我闷声喝水,出神地盯着窗外,他是骠骑将军,定然在陇西驻守…
想到这里,心跳不安分地律动,隐隐的疼痛夹着莫名的期盼,在胸腔中来回冲撞。
紧紧握住水袋,我脑子里乱作一团,如今的我,该怎样面对他?可这难得的机会,我绝不愿错过。
掀开车帘,前后数排烈马并行,将九龙琉璃辇紧密地包围起来,为首是四名年轻男子,皆是常服打扮,长剑横悬于马背。

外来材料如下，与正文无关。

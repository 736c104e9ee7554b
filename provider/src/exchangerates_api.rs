//! Client for the exchangeratesapi.io HTTP API.

use std::collections::HashMap;
use std::str::FromStr;
use std::time::Duration;

use async_trait::async_trait;
use fxrefresh_common::{from_unix_seconds, now, Currency, CurrencyPair};
use reqwest::header::ACCEPT;
use reqwest::StatusCode;
use rust_decimal::Decimal;
use serde::Deserialize;
use tracing::{debug, instrument, warn};

use crate::error::{ProviderError, ProviderResult};
use crate::provider::{ProviderRate, RateProvider};

/// Public endpoint of the API.
pub const DEFAULT_BASE_URL: &str = "http://api.exchangeratesapi.io";

const PROVIDER_NAME: &str = "ExchangeRatesAPI";

/// Configuration for [`ExchangeRatesApiClient`].
#[derive(Debug, Clone)]
pub struct ExchangeRatesApiConfig {
    /// Scheme and host, without trailing slash.
    pub base_url: String,
    /// Access key sent as `access_key` query parameter.
    pub api_key: String,
    /// Whole-request timeout.
    pub timeout: Duration,
    /// Log raw response bodies.
    pub debug: bool,
}

impl Default for ExchangeRatesApiConfig {
    fn default() -> Self {
        Self {
            base_url: DEFAULT_BASE_URL.to_string(),
            api_key: String::new(),
            timeout: Duration::from_secs(60),
            debug: false,
        }
    }
}

/// Rate provider backed by exchangeratesapi.io.
pub struct ExchangeRatesApiClient {
    http: reqwest::Client,
    config: ExchangeRatesApiConfig,
}

impl ExchangeRatesApiClient {
    /// Create a new client.
    pub fn new(config: ExchangeRatesApiConfig) -> ProviderResult<Self> {
        let http = reqwest::Client::builder()
            .timeout(config.timeout)
            .build()?;

        Ok(Self { http, config })
    }

    async fn get(&self, path: &str, query: &[(&str, &str)]) -> ProviderResult<(StatusCode, String)> {
        let url = format!("{}{}", self.config.base_url.trim_end_matches('/'), path);

        let response = self
            .http
            .get(&url)
            .header(ACCEPT, "application/json")
            .query(&[("access_key", self.config.api_key.as_str())])
            .query(query)
            .send()
            .await?;

        let status = response.status();
        let body = response.text().await?;

        if self.config.debug {
            debug!(path, status = status.as_u16(), body = %body, "Provider response");
        }

        Ok((status, body))
    }
}

#[async_trait]
impl RateProvider for ExchangeRatesApiClient {
    fn name(&self) -> &str {
        PROVIDER_NAME
    }

    #[instrument(skip(self), fields(pair = %pair))]
    async fn get_latest_rate(&self, pair: &CurrencyPair) -> ProviderResult<ProviderRate> {
        let (status, body) = self
            .get(
                "/latest",
                &[("base", pair.base.code()), ("symbols", pair.secondary.code())],
            )
            .await?;

        parse_latest(pair, status, &body)
    }

    #[instrument(skip(self))]
    async fn supported_currencies(&self) -> ProviderResult<Vec<Currency>> {
        let (status, body) = self.get("/symbols", &[]).await?;
        parse_symbols(status, &body)
    }
}

#[derive(Debug, Deserialize)]
struct LatestResponse {
    base: String,
    timestamp: i64,
    rates: HashMap<String, f64>,
}

#[derive(Debug, Deserialize)]
struct SymbolsResponse {
    symbols: HashMap<String, String>,
}

#[derive(Debug, Deserialize)]
struct ErrorResponse {
    error: ErrorBody,
}

#[derive(Debug, Deserialize)]
struct ErrorBody {
    code: String,
    #[serde(default)]
    message: String,
}

/// Interpret a `/latest` response for `pair`.
pub(crate) fn parse_latest(
    pair: &CurrencyPair,
    status: StatusCode,
    body: &str,
) -> ProviderResult<ProviderRate> {
    if !status.is_success() {
        return Err(parse_error(status, body));
    }

    let response: LatestResponse =
        serde_json::from_str(body).map_err(|e| ProviderError::Decode(e.to_string()))?;

    // An unknown base is answered with the account default instead of an error.
    if response.base != pair.base.code() {
        return Err(ProviderError::UnsupportedBaseCurrency(pair.base.to_string()));
    }

    let raw = response
        .rates
        .get(pair.secondary.code())
        .ok_or_else(|| ProviderError::UnsupportedTargetCurrency(pair.secondary.to_string()))?;

    // Going through the shortest decimal string keeps 1.077064 exactly 1.077064.
    let value = Decimal::from_str(&raw.to_string())
        .map_err(|e| ProviderError::Decode(format!("rate {}: {}", raw, e)))?;

    Ok(ProviderRate {
        pair: pair.clone(),
        value,
        quoted_at: from_unix_seconds(response.timestamp).unwrap_or_else(now),
        source: PROVIDER_NAME.to_string(),
    })
}

/// Interpret a `/symbols` response.
pub(crate) fn parse_symbols(status: StatusCode, body: &str) -> ProviderResult<Vec<Currency>> {
    if !status.is_success() {
        return Err(parse_error(status, body));
    }

    let response: SymbolsResponse =
        serde_json::from_str(body).map_err(|e| ProviderError::Decode(e.to_string()))?;

    let mut currencies: Vec<Currency> = response.symbols.keys().map(Currency::new).collect();
    currencies.sort();
    Ok(currencies)
}

fn parse_error(status: StatusCode, body: &str) -> ProviderError {
    if status.is_client_error() {
        match serde_json::from_str::<ErrorResponse>(body) {
            Ok(response) => {
                if let Some(err) =
                    ProviderError::from_api_code(&response.error.code, response.error.message.clone())
                {
                    return err;
                }
                warn!(code = %response.error.code, "Unknown provider error code");
                return ProviderError::UnexpectedResponse {
                    status: status.as_u16(),
                    body: response.error.message,
                };
            }
            Err(_) => {
                return ProviderError::UnexpectedResponse {
                    status: status.as_u16(),
                    body: body.to_string(),
                };
            }
        }
    }

    ProviderError::UnexpectedResponse {
        status: status.as_u16(),
        body: body.to_string(),
    }
}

“走的匆忙,也不便召唤宫人随侍,辛苦几日。”刘彻阖眼靠在壁上。
“陛下是要亲赴前线,激赏三军士气么?”我喝了几口汤水,稳住了心神。
良久,他才幽幽开口,“朕这半生都在谋划战事、封赏将领,却从未踏出过长安城,朕也想到漠北去,瞧一瞧朕的天下,大汉的天下。”
何其悲凉,他其实同我一样,未央宫束缚了我的人,却束缚了他的心,也许有天我会得到自由的解脱,而刘彻,至死都未必方休。
这次秘密出宫,并未张扬,但挑选的随从都是汉宫一等一的高手,包括李陵李敢在内的各宫卫士,不过半百余人。